▶ _How to complete this task_: Determine how many lines in the entries contain the word "fallback", and give that number with no other text.

Records from a data collection
━━━━━━━━━━

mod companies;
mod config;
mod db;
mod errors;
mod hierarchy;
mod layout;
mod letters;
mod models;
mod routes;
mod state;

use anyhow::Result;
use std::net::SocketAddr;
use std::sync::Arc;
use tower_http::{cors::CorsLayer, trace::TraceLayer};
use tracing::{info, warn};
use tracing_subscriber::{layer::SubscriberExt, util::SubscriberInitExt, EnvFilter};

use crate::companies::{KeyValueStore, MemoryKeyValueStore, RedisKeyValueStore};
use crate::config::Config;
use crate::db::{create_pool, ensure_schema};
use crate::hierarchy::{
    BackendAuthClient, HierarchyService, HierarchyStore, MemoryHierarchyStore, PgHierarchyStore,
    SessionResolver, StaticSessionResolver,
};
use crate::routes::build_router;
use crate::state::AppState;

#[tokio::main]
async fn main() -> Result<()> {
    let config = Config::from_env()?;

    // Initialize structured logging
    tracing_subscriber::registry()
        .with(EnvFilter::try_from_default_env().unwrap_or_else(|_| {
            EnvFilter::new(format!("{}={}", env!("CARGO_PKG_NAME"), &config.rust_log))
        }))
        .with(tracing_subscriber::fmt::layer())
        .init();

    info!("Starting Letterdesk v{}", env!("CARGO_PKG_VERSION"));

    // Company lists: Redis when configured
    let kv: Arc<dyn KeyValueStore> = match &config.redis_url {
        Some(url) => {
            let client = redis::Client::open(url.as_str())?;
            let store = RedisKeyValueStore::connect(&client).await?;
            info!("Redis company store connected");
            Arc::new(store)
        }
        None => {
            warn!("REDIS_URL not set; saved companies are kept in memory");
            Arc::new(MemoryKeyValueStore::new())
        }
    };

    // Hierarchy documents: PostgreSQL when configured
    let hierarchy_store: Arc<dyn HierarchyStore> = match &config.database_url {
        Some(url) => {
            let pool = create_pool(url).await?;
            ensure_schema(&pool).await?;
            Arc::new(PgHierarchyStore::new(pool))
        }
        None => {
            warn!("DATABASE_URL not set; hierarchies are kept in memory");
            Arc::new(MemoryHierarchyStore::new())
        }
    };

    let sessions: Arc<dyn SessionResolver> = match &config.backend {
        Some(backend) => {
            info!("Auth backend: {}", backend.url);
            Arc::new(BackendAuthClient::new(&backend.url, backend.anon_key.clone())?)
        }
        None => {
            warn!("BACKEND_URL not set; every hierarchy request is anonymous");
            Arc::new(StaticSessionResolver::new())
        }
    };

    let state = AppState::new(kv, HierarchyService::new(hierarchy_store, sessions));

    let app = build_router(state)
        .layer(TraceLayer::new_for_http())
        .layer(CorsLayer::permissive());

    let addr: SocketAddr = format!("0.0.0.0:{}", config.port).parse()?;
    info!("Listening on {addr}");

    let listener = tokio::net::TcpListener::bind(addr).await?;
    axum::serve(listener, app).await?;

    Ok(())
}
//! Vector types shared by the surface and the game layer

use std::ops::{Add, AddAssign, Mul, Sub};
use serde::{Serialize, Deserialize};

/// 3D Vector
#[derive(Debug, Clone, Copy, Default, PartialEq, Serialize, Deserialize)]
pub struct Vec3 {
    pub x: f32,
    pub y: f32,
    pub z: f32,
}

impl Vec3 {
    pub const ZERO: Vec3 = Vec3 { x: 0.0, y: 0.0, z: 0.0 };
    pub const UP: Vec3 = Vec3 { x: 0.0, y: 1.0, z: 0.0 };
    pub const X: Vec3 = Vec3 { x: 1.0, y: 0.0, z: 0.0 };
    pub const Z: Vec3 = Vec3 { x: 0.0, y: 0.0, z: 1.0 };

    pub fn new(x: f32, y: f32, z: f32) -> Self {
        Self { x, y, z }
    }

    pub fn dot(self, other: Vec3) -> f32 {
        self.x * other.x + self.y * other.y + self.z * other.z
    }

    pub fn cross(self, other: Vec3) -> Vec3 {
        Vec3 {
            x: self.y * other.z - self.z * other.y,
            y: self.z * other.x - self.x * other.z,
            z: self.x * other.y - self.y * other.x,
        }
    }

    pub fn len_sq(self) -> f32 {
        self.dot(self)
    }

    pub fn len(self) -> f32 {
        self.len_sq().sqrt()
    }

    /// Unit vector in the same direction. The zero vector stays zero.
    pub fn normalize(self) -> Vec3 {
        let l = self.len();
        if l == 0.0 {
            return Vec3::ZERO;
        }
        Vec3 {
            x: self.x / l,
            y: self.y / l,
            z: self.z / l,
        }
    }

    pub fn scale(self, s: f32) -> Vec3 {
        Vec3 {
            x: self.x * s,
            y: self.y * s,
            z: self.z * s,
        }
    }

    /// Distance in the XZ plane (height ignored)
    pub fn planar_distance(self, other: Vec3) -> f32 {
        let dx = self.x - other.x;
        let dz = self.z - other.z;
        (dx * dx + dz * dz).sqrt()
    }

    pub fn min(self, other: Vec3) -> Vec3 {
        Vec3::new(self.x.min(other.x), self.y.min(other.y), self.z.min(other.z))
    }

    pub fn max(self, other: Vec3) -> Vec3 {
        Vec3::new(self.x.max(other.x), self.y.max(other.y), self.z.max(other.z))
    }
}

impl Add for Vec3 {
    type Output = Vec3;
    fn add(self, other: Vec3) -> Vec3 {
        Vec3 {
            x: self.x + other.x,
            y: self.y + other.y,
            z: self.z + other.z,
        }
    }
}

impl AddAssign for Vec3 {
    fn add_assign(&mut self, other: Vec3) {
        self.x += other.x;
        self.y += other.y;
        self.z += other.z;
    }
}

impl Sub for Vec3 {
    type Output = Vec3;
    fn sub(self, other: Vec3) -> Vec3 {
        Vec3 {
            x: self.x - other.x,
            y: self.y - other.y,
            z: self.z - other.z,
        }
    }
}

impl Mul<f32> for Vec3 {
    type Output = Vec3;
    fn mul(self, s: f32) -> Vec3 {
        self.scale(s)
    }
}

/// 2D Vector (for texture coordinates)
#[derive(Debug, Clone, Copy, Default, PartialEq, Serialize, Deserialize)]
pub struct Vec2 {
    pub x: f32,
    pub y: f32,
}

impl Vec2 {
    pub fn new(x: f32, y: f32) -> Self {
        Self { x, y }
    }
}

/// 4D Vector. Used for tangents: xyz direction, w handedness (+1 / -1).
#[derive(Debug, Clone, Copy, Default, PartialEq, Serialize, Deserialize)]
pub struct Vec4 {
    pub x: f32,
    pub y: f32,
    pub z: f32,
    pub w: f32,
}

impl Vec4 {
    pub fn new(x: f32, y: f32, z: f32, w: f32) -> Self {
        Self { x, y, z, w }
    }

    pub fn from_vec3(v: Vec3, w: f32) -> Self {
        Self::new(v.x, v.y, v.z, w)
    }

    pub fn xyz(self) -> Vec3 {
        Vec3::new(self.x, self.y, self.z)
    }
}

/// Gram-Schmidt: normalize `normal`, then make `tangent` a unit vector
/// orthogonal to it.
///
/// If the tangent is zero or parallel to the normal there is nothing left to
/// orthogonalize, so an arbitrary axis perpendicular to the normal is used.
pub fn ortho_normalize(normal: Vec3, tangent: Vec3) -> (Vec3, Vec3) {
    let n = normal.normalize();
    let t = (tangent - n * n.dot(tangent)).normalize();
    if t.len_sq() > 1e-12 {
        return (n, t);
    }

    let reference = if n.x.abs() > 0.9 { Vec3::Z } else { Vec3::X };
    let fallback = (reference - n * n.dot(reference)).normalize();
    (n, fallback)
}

━━━━━━━━━━

▶ _Solution for this task_: 2